These are steam thermoelectrics. They could also use heat engines. If they did that, they could heat a very large quantity of water, which would remain hot into the night, and still pass it across the heat engines. In fact, because the night air is cooler, they could get more power from the hot water at night than during the day, as long as it is well insulated.
The most efficient system ever built for utilizing solar energy was not a PV panel, but a small kinematic stirling engine that worked off sunlight reflected from a parabolic mirror array. It looked like a large solar dish. Several such units have been built. One company is here:
http://www.stirlingenergy.com/Preliminary research into stirling engines using thermoacoustics has shown that they can acheive the same efficiencies as the kinematic stirling engines, with fewer moving parts. (In fact some may be possible where the only "moving" part is quasi-solid-state.)

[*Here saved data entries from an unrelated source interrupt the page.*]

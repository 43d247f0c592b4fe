//! Cache Engine Module
//!
//! Thread-safe front of the cache. One exclusive lock guards the index and
//! recency order as a unit, since reads reorder too. The background sweeper
//! takes the same lock.

use std::sync::atomic::{AtomicU8, Ordering};
use std::sync::Arc;
use std::time::Duration;

use tokio::sync::Mutex;
use tracing::info;

use crate::cache::{CacheStats, CacheStore};
use crate::tasks::{spawn_sweep_task, SweeperHandle};

/// Default number of entries an engine holds.
pub const DEFAULT_CAPACITY: usize = 1000;

/// Default time between background sweeps.
pub const DEFAULT_SWEEP_INTERVAL: Duration = Duration::from_secs(1);

// == Engine Config ==
/// Construction parameters for a [`CacheEngine`].
///
/// ```rust,no_run
/// use lru_kv::cache::{CacheEngine, EngineConfig};
/// use std::time::Duration;
///
/// #[tokio::main]
/// async fn main() {
///     let config = EngineConfig::new(10_000)
///         .with_sweep_interval(Duration::from_millis(500));
///     let cache = CacheEngine::with_config(config);
///     cache.set("key", b"value".to_vec(), None).await;
///     cache.stop().await;
/// }
/// ```
#[derive(Debug, Clone)]
pub struct EngineConfig {
    /// Maximum number of entries (values below 1 are raised to 1)
    pub capacity: usize,
    /// Interval between background expiry sweeps
    pub sweep_interval: Duration,
}

impl Default for EngineConfig {
    fn default() -> Self {
        Self {
            capacity: DEFAULT_CAPACITY,
            sweep_interval: DEFAULT_SWEEP_INTERVAL,
        }
    }
}

impl EngineConfig {
    pub fn new(capacity: usize) -> Self {
        Self {
            capacity,
            ..Self::default()
        }
    }

    pub fn with_sweep_interval(mut self, interval: Duration) -> Self {
        self.sweep_interval = interval;
        self
    }
}

// == Sweeper State ==
/// Lifecycle of the engine's background sweeper. It only moves forward.
#[derive(Debug, Clone, Copy, PartialEq, Eq)]
pub enum SweeperState {
    /// Ticking and sweeping
    Running,
    /// Stop signal sent, waiting for the task to exit
    StopRequested,
    /// Task has exited
    Stopped,
}

impl SweeperState {
    fn from_u8(raw: u8) -> Self {
        match raw {
            0 => SweeperState::Running,
            1 => SweeperState::StopRequested,
            _ => SweeperState::Stopped,
        }
    }

    fn as_u8(self) -> u8 {
        match self {
            SweeperState::Running => 0,
            SweeperState::StopRequested => 1,
            SweeperState::Stopped => 2,
        }
    }
}

// == Cache Engine ==
/// Bounded LRU cache with TTL expiration, safe to share between tasks.
///
/// Expired entries are never returned: `get` removes them lazily, and a
/// background sweeper removes the rest every sweep interval. Call
/// [`stop`](Self::stop) to shut the sweeper down and wait for it; dropping
/// the engine also signals it, without waiting.
#[derive(Debug)]
pub struct CacheEngine {
    store: Arc<Mutex<CacheStore>>,
    capacity: usize,
    sweeper: Mutex<Option<SweeperHandle>>,
    sweeper_state: AtomicU8,
}

impl CacheEngine {
    // == Constructor ==
    /// Creates an engine holding at most `capacity` entries (minimum 1),
    /// sweeping every [`DEFAULT_SWEEP_INTERVAL`].
    ///
    /// # Panics
    /// Panics if called outside of a Tokio runtime; the sweeper is a Tokio
    /// task.
    pub fn new(capacity: usize) -> Self {
        Self::with_config(EngineConfig::new(capacity))
    }

    /// Creates an engine from an [`EngineConfig`] and starts its sweeper.
    ///
    /// # Panics
    /// Panics if called outside of a Tokio runtime.
    pub fn with_config(config: EngineConfig) -> Self {
        if tokio::runtime::Handle::try_current().is_err() {
            panic!(
                "lru_kv::cache::CacheEngine requires a Tokio runtime. \
                 Construct it from within #[tokio::main], #[tokio::test] \
                 or other code running on a Tokio runtime."
            );
        }

        let store = CacheStore::new(config.capacity);
        let capacity = store.capacity();
        let store = Arc::new(Mutex::new(store));
        let sweeper = spawn_sweep_task(store.clone(), config.sweep_interval);

        info!(
            "Cache engine started: capacity={}, sweep_interval={:?}",
            capacity, config.sweep_interval
        );

        Self {
            store,
            capacity,
            sweeper: Mutex::new(Some(sweeper)),
            sweeper_state: AtomicU8::new(SweeperState::Running.as_u8()),
        }
    }

    // == Get ==
    /// Returns the value stored under `key`, marking it most recently used.
    ///
    /// Absent, deleted and expired keys all read as `None`.
    pub async fn get(&self, key: &str) -> Option<Vec<u8>> {
        self.store.lock().await.get(key)
    }

    // == Set ==
    /// Inserts or overwrites `key`. A `ttl` of `None` or zero never expires.
    ///
    /// Inserting a new key into a full cache evicts the least recently used
    /// entry.
    pub async fn set(&self, key: impl Into<String>, value: impl Into<Vec<u8>>, ttl: Option<Duration>) {
        let (key, value) = (key.into(), value.into());
        self.store.lock().await.set(key, value, ttl);
    }

    // == Delete ==
    /// Removes `key` if present. Returns whether anything was removed.
    pub async fn delete(&self, key: &str) -> bool {
        self.store.lock().await.delete(key)
    }

    /// Number of stored entries, which may include expired entries the
    /// sweeper has not reached yet.
    pub async fn len(&self) -> usize {
        self.store.lock().await.len()
    }

    pub async fn is_empty(&self) -> bool {
        self.store.lock().await.is_empty()
    }

    pub async fn stats(&self) -> CacheStats {
        self.store.lock().await.stats()
    }

    /// Drops every entry.
    pub async fn clear(&self) {
        self.store.lock().await.clear();
    }

    /// See [`CacheStore::is_consistent`].
    pub async fn is_consistent(&self) -> bool {
        self.store.lock().await.is_consistent()
    }

    pub fn capacity(&self) -> usize {
        self.capacity
    }

    // == Stop ==
    /// Stops the background sweeper and waits until it has exited.
    ///
    /// Safe to call more than once and from several tasks at a time: later
    /// callers wait for the first shutdown to complete, then return. If a
    /// `stop` is cancelled mid-wait, the next call picks the wait back up.
    pub async fn stop(&self) {
        let mut slot = self.sweeper.lock().await;
        let Some(sweeper) = slot.as_mut() else {
            return;
        };

        self.set_sweeper_state(SweeperState::StopRequested);
        sweeper.signal();
        sweeper.join().await;

        // The handle is spent once joined
        *slot = None;
        self.set_sweeper_state(SweeperState::Stopped);
        info!("Cache engine stopped");
    }

    pub fn sweeper_state(&self) -> SweeperState {
        SweeperState::from_u8(self.sweeper_state.load(Ordering::Acquire))
    }

    fn set_sweeper_state(&self, state: SweeperState) {
        self.sweeper_state.store(state.as_u8(), Ordering::Release);
    }

    #[cfg(test)]
    pub(crate) async fn lock_store(&self) -> tokio::sync::MutexGuard<'_, CacheStore> {
        self.store.lock().await
    }
}

impl Drop for CacheEngine {
    fn drop(&mut self) {
        if let Some(sweeper) = self.sweeper.get_mut().as_ref() {
            sweeper.signal();
        }
    }
}
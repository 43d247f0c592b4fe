//! lru_kv_cli - command-line client for an lru_kv server.

use std::io::{self, Write};
use std::time::Duration;

use anyhow::{bail, Context};
use clap::{Parser, Subcommand};

use lru_kv::client::CacheClient;

#[derive(Parser, Debug)]
#[command(name = "lru_kv_cli")]
#[command(about = "Get, set and delete keys on an lru_kv server")]
struct Args {
    /// Server base URL
    #[arg(long = "addr", env = "LRU_KV_ADDR", default_value = "http://127.0.0.1:3000")]
    addr: String,

    /// Request timeout in milliseconds
    #[arg(long = "timeout-ms", default_value_t = 5000)]
    timeout_ms: u64,

    #[command(subcommand)]
    command: Command,
}

#[derive(Subcommand, Debug)]
enum Command {
    /// Print the value stored under KEY
    Get { key: String },

    /// Store VALUE under KEY
    Set {
        key: String,
        value: String,
        /// Time-to-live in seconds, 0 never expires
        #[arg(long = "ttl", default_value_t = 60)]
        ttl: u64,
    },

    /// Remove KEY
    Del { key: String },
}

#[tokio::main]
async fn main() -> anyhow::Result<()> {
    let args = Args::parse();
    let client = CacheClient::with_timeout(&args.addr, Duration::from_millis(args.timeout_ms))?;

    match args.command {
        Command::Get { key } => match client.get(&key).await? {
            Some(value) => {
                let mut stdout = io::stdout().lock();
                stdout.write_all(&value).context("failed to write value")?;
                writeln!(stdout)?;
            }
            None => bail!("key not found: {key}"),
        },
        Command::Set { key, value, ttl } => {
            client.set(&key, value, Duration::from_secs(ttl)).await?;
            println!("OK");
        }
        Command::Del { key } => {
            if client.delete(&key).await? {
                println!("deleted");
            } else {
                println!("not found");
            }
        }
    }

    Ok(())
}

Thermoacoustic stirlings can also be made into heat pumps that do not bother to change the energy into electricity and directly produce cold air when you heat the collection end.

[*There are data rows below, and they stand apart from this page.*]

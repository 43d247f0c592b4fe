//! Cache Module
//!
//! Provides in-memory caching with TTL expiration and LRU eviction.

mod engine;
mod entry;
pub mod lru;
mod stats;
mod store;

#[cfg(test)]
mod property_tests;

// Re-export public types
pub use engine::{CacheEngine, EngineConfig, SweeperState, DEFAULT_CAPACITY, DEFAULT_SWEEP_INTERVAL};
pub use entry::CacheEntry;
pub use lru::RecencyList;
pub use stats::CacheStats;
pub use store::CacheStore;
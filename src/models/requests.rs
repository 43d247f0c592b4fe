//! Request DTOs for the cache server API
//!
//! Defines the query parameters and size limits of incoming requests. Values
//! travel as raw request bodies, so only the key and TTL need shaping.

use std::time::Duration;

use serde::Deserialize;

/// Maximum allowed key length in bytes
pub const MAX_KEY_LENGTH: usize = 256;

/// Maximum allowed value size in bytes
pub const MAX_VALUE_SIZE: usize = 1024 * 1024; // 1 MB

/// Query parameters for the SET operation (PUT /set/:key)
///
/// # Fields
/// - `ttl`: TTL in seconds; 0 or absent means the entry never expires
#[derive(Debug, Clone, Default, Deserialize)]
pub struct SetParams {
    #[serde(default)]
    pub ttl: u64,
}

impl SetParams {
    /// TTL as understood by the engine.
    pub fn ttl(&self) -> Option<Duration> {
        (self.ttl > 0).then(|| Duration::from_secs(self.ttl))
    }
}

/// Validates a key.
///
/// Returns an error message if validation fails, None if valid.
pub fn validate_key(key: &str) -> Option<String> {
    if key.is_empty() {
        return Some("Key cannot be empty".to_string());
    }
    if key.len() > MAX_KEY_LENGTH {
        return Some(format!(
            "Key exceeds maximum length of {} bytes",
            MAX_KEY_LENGTH
        ));
    }
    None
}

/// Validates a value's size.
pub fn validate_value(value: &[u8]) -> Option<String> {
    if value.len() > MAX_VALUE_SIZE {
        return Some(format!(
            "Value exceeds maximum size of {} bytes",
            MAX_VALUE_SIZE
        ));
    }
    None
}
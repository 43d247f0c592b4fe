//! Request and Response models for the cache server API
//!
//! This module defines the DTOs (Data Transfer Objects) used for
//! serializing/deserializing HTTP request parameters and response bodies.

pub mod requests;
pub mod responses;

// Re-export commonly used types
pub use requests::{validate_key, validate_value, SetParams, MAX_KEY_LENGTH, MAX_VALUE_SIZE};
pub use responses::{DeleteResponse, ErrorResponse, HealthResponse, SetResponse, StatsResponse};
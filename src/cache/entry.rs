//! Cache Entry Module
//!
//! Defines a single cached record with optional TTL expiry.

use std::time::Duration;

use tokio::time::Instant;

// == Cache Entry ==
/// One cached record: key, opaque value bytes and an optional deadline.
#[derive(Debug, Clone)]
pub struct CacheEntry {
    /// The key this entry is indexed under
    pub key: String,
    /// The stored value
    pub value: Vec<u8>,
    /// Absolute expiry instant, None = never expires
    pub expires_at: Option<Instant>,
}

impl CacheEntry {
    // == Constructor ==
    /// Creates a new cache entry with optional TTL.
    ///
    /// A zero TTL means the entry never expires.
    ///
    /// # Arguments
    /// * `key` - The key of the entry
    /// * `value` - The value to store
    /// * `ttl` - Optional time to live, measured from now
    pub fn new(key: String, value: Vec<u8>, ttl: Option<Duration>) -> Self {
        Self {
            key,
            value,
            expires_at: expiry_from(ttl, Instant::now()),
        }
    }

    // == Update ==
    /// Replaces the value and recomputes the expiry in place.
    pub fn update(&mut self, value: Vec<u8>, ttl: Option<Duration>) {
        self.value = value;
        self.expires_at = expiry_from(ttl, Instant::now());
    }

    // == Is Expired ==
    /// Checks if the entry has expired.
    ///
    /// Boundary condition: an entry is expired once `now >= expires_at`, so
    /// it disappears the moment its TTL has fully elapsed.
    pub fn is_expired(&self) -> bool {
        self.is_expired_at(Instant::now())
    }

    /// Same as [`is_expired`](Self::is_expired) against a caller-supplied clock
    /// reading, so a sweep can judge every entry against one instant.
    pub fn is_expired_at(&self, now: Instant) -> bool {
        match self.expires_at {
            Some(expires) => now >= expires,
            None => false,
        }
    }
}

// == Utility Functions ==
/// Converts a relative TTL into an absolute expiry instant.
///
/// Returns None for a missing or zero TTL, and for a TTL so large that the
/// deadline cannot be represented.
pub fn expiry_from(ttl: Option<Duration>, now: Instant) -> Option<Instant> {
    ttl.filter(|ttl| !ttl.is_zero())
        .and_then(|ttl| now.checked_add(ttl))
}
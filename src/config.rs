//! Configuration Module
//!
//! Handles loading and managing server configuration from environment variables.

use std::env;
use std::str::FromStr;
use std::time::Duration;

use crate::cache::EngineConfig;

/// Server configuration parameters.
///
/// All values can be configured via environment variables with sensible defaults.
#[derive(Debug, Clone, PartialEq, Eq)]
pub struct Config {
    /// Maximum number of entries the cache can hold, always >= 1
    pub capacity: usize,
    /// Background expiry sweep interval in milliseconds
    pub sweep_interval_ms: u64,
    /// HTTP server port
    pub server_port: u16,
    /// Per-request deadline in milliseconds
    pub request_timeout_ms: u64,
}

impl Config {
    /// Creates a new Config by loading values from environment variables.
    ///
    /// # Environment Variables
    /// - `CACHE_CAPACITY` - Maximum cache entries, values <= 0 become 1 (default: 1000)
    /// - `SWEEP_INTERVAL_MS` - Expiry sweep frequency in ms (default: 1000)
    /// - `SERVER_PORT` - HTTP server port (default: 3000)
    /// - `REQUEST_TIMEOUT_MS` - Per-request deadline in ms (default: 5000)
    pub fn from_env() -> Self {
        Self::from_lookup(|name| env::var(name).ok())
    }

    /// Builds a Config from an arbitrary variable source. Missing or
    /// unparseable values fall back to the defaults.
    pub fn from_lookup<F>(lookup: F) -> Self
    where
        F: Fn(&str) -> Option<String>,
    {
        let defaults = Self::default();
        Self {
            capacity: parse_var::<i64, _>(&lookup, "CACHE_CAPACITY")
                .map(coerce_capacity)
                .unwrap_or(defaults.capacity),
            sweep_interval_ms: parse_var(&lookup, "SWEEP_INTERVAL_MS")
                .unwrap_or(defaults.sweep_interval_ms),
            server_port: parse_var(&lookup, "SERVER_PORT").unwrap_or(defaults.server_port),
            request_timeout_ms: parse_var(&lookup, "REQUEST_TIMEOUT_MS")
                .unwrap_or(defaults.request_timeout_ms),
        }
    }

    pub fn sweep_interval(&self) -> Duration {
        Duration::from_millis(self.sweep_interval_ms)
    }

    pub fn request_timeout(&self) -> Duration {
        Duration::from_millis(self.request_timeout_ms)
    }

    /// Engine parameters derived from this configuration.
    pub fn engine_config(&self) -> EngineConfig {
        EngineConfig::new(self.capacity).with_sweep_interval(self.sweep_interval())
    }
}

impl Default for Config {
    fn default() -> Self {
        Self {
            capacity: 1000,
            sweep_interval_ms: 1000,
            server_port: 3000,
            request_timeout_ms: 5000,
        }
    }
}

/// Clamps a requested capacity to at least one entry.
pub fn coerce_capacity(requested: i64) -> usize {
    usize::try_from(requested.max(1)).unwrap_or(usize::MAX)
}

fn parse_var<T, F>(lookup: &F, name: &str) -> Option<T>
where
    T: FromStr,
    F: Fn(&str) -> Option<String>,
{
    lookup(name).and_then(|v| v.trim().parse().ok())
}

However, most of these green energy companies tend to get wrapped up in making ever-more-efficient products rather than cheaper products. They are well past the point of diminsihing returns, at least until the industry picks up a large economy of scale. If they concentrated on making cheaper solutions, and just using more real-estate, they could probably break the wind-energy price point.
All that said, I'm a bit more interested in seeing power generation right on the premises, owned by the homeowner or apartment complex owner, rather than by energy companies. One good start would be a mass-produced product like an window-mount solar air conditioner, priced cheap, that would work during the day in conjunction with the normal air conditioner to reduce load. Such a product would have no need to store power for later use, and would take a chunk out of peak demand on the grid during the summer.
Unfortunately most green energy R&D folks follow the money, and the people that have the money are energy companies and venture capitalists, not the homeowners/landlords. So most research gets poured into creating these large installations, when in fact, the technology they use doesn't get much more efficient when you scale it up (wind does, stirling engines and mirrors do not.)